Github user dilipbiswal commented on a diff in the pull request:

    https://github.com/apache/spark/pull/17330#discussion_r107077129
  
    --- Diff: 
sql/catalyst/src/main/scala/org/apache/spark/sql/catalyst/expressions/subquery.scala
 ---
    @@ -61,6 +63,37 @@ abstract class SubqueryExpression(
       }
     }
     
    +/**
    + * This expression is used to represent any form of subquery expression 
namely
    + * ListQuery, Exists and ScalarSubquery. This is only used to make sure the
    + * expression equality works properly when LogicalPlan.sameResult is called
    + * on plans containing SubqueryExpression(s). This is only a transient 
expression
    + * that only lives in the scope of sameResult function call. In other 
words, analyzer,
    + * optimizer or planner never sees this expression type during 
transformation of
    + * plans.
    + */
    +case class CanonicalizedSubqueryExpr(expr: SubqueryExpression)
    +  extends UnaryExpression with Unevaluable {
    +  override def dataType: DataType = expr.dataType
    +  override def nullable: Boolean = expr.nullable
    +  override def child: Expression = expr
    +  override def toString: String = 
s"CanonicalizedSubqueryExpr(${expr.toString})"
    +
    +  // Hashcode is generated conservatively for now i.e it does not include 
the
    +  // sub query plan. Doing so causes issue when we canonicalize 
expressions to
    +  // re-order them based on hashcode.

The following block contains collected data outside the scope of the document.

use uuid::Uuid;

use crate::org_store::{Member, OrgStore, OrgStoreError};

/// A mention successfully resolved against the organization roster.
#[derive(Debug, Clone, PartialEq, Eq)]
pub struct ResolvedMember {
    pub member_id: Uuid,
    pub email: String,
    pub display_name: String,
}

impl From<Member> for ResolvedMember {
    fn from(member: Member) -> Self {
        Self {
            member_id: member.id,
            email: member.email,
            display_name: member.display_name,
        }
    }
}

/// Resolves one extracted identifier to a member of one organization.
///
/// Resolution order: exact case-insensitive email, then email local part,
/// then case-insensitive display-name substring. First tier with a match
/// wins; within a tier ties break to admins first, then the earliest
/// member, so resolution is deterministic across processes.
#[derive(Debug)]
pub struct RosterResolver<'a> {
    store: &'a OrgStore,
}

impl<'a> RosterResolver<'a> {
    pub fn new(store: &'a OrgStore) -> Self {
        Self { store }
    }

    pub fn resolve(
        &self,
        organization_id: Uuid,
        identifier: &str,
    ) -> Result<Option<ResolvedMember>, OrgStoreError> {
        let identifier = identifier.trim().trim_start_matches('@');
        if identifier.is_empty() {
            return Ok(None);
        }

        if identifier.contains('@') {
            if let Some(member) = self.store.member_by_email(organization_id, identifier)? {
                return Ok(Some(member.into()));
            }
        }

        // For full addresses the local part is still a useful handle: a
        // forwarded personal address often shares it with the work one.
        let local_part = identifier.split('@').next().unwrap_or(identifier);
        if let Some(member) = self
            .store
            .member_by_email_local_part(organization_id, local_part)?
        {
            return Ok(Some(member.into()));
        }

        if let Some(member) = self
            .store
            .member_by_name_substring(organization_id, local_part)?
        {
            return Ok(Some(member.into()));
        }

        Ok(None)
    }
}

#[cfg(test)]
mod tests {
    use super::*;
    use crate::org_store::{MemberRole, PlanTier};
    use tempfile::TempDir;

    fn fixture() -> (TempDir, OrgStore, Uuid) {
        let temp = TempDir::new().expect("tempdir");
        let store = OrgStore::new(temp.path().join("orgs.db")).expect("store");
        let org = store
            .create_organization("Acme", "acme", PlanTier::Free)
            .expect("org");
        (temp, store, org.id)
    }

    #[test]
    fn exact_email_wins_over_everything() {
        let (_temp, store, org_id) = fixture();
        store
            .add_member(org_id, "jane@acme.com", "Jane Doe", MemberRole::Member)
            .expect("add");
        let jane_smith = store
            .add_member(org_id, "jane.smith@acme.com", "Jane Smith", MemberRole::Admin)
            .expect("add");

        let resolver = RosterResolver::new(&store);
        let resolved = resolver
            .resolve(org_id, "Jane.Smith@ACME.com")
            .expect("resolve")
            .expect("member");
        assert_eq!(resolved.member_id, jane_smith.id);
    }

    #[test]
    fn handle_resolves_via_local_part() {
        let (_temp, store, org_id) = fixture();
        let mark = store
            .add_member(org_id, "mark@acme.com", "Mark Webb", MemberRole::Member)
            .expect("add");

        let resolver = RosterResolver::new(&store);
        let resolved = resolver
            .resolve(org_id, "@mark")
            .expect("resolve")
            .expect("member");
        assert_eq!(resolved.member_id, mark.id);
    }

    #[test]
    fn foreign_email_falls_back_to_local_part() {
        let (_temp, store, org_id) = fixture();
        let mark = store
            .add_member(org_id, "mark@acme.com", "Mark Webb", MemberRole::Member)
            .expect("add");

        let resolver = RosterResolver::new(&store);
        let resolved = resolver
            .resolve(org_id, "mark@gmail.com")
            .expect("resolve")
            .expect("member");
        assert_eq!(resolved.member_id, mark.id);
    }

    #[test]
    fn name_substring_is_the_last_tier() {
        let (_temp, store, org_id) = fixture();
        let lucia = store
            .add_member(org_id, "l.ortiz@acme.com", "Lucia Ortiz", MemberRole::Member)
            .expect("add");

        let resolver = RosterResolver::new(&store);
        let resolved = resolver
            .resolve(org_id, "lucia")
            .expect("resolve")
            .expect("member");
        assert_eq!(resolved.member_id, lucia.id);
    }

    #[test]
    fn unknown_identifiers_resolve_to_none() {
        let (_temp, store, org_id) = fixture();
        store
            .add_member(org_id, "jane@acme.com", "Jane Doe", MemberRole::Member)
            .expect("add");

        let resolver = RosterResolver::new(&store);
        assert!(resolver.resolve(org_id, "nobody").expect("resolve").is_none());
        assert!(resolver.resolve(org_id, "").expect("resolve").is_none());
    }

    #[test]
    fn name_ties_prefer_admin_then_earliest() {
        let (_temp, store, org_id) = fixture();
        store
            .add_member(org_id, "jane.a@acme.com", "Jane Able", MemberRole::Member)
            .expect("add");
        let admin = store
            .add_member(org_id, "jane.b@acme.com", "Jane Baker", MemberRole::Admin)
            .expect("add");

        let resolver = RosterResolver::new(&store);
        let resolved = resolver
            .resolve(org_id, "jane")
            .expect("resolve")
            .expect("member");
        assert_eq!(resolved.member_id, admin.id);
    }
}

    +  // TODO : improve the hashcode generation by considering the plan info.
    +  override def hashCode(): Int = {
    +    val h = Objects.hashCode(expr.children)
    --- End diff --
    
    @cloud-fan Hi Wenchen, let me take an example and perhaps that will help us.
    
    Lets assume there is a Filter operator that has 3 subquery expressions like 
following.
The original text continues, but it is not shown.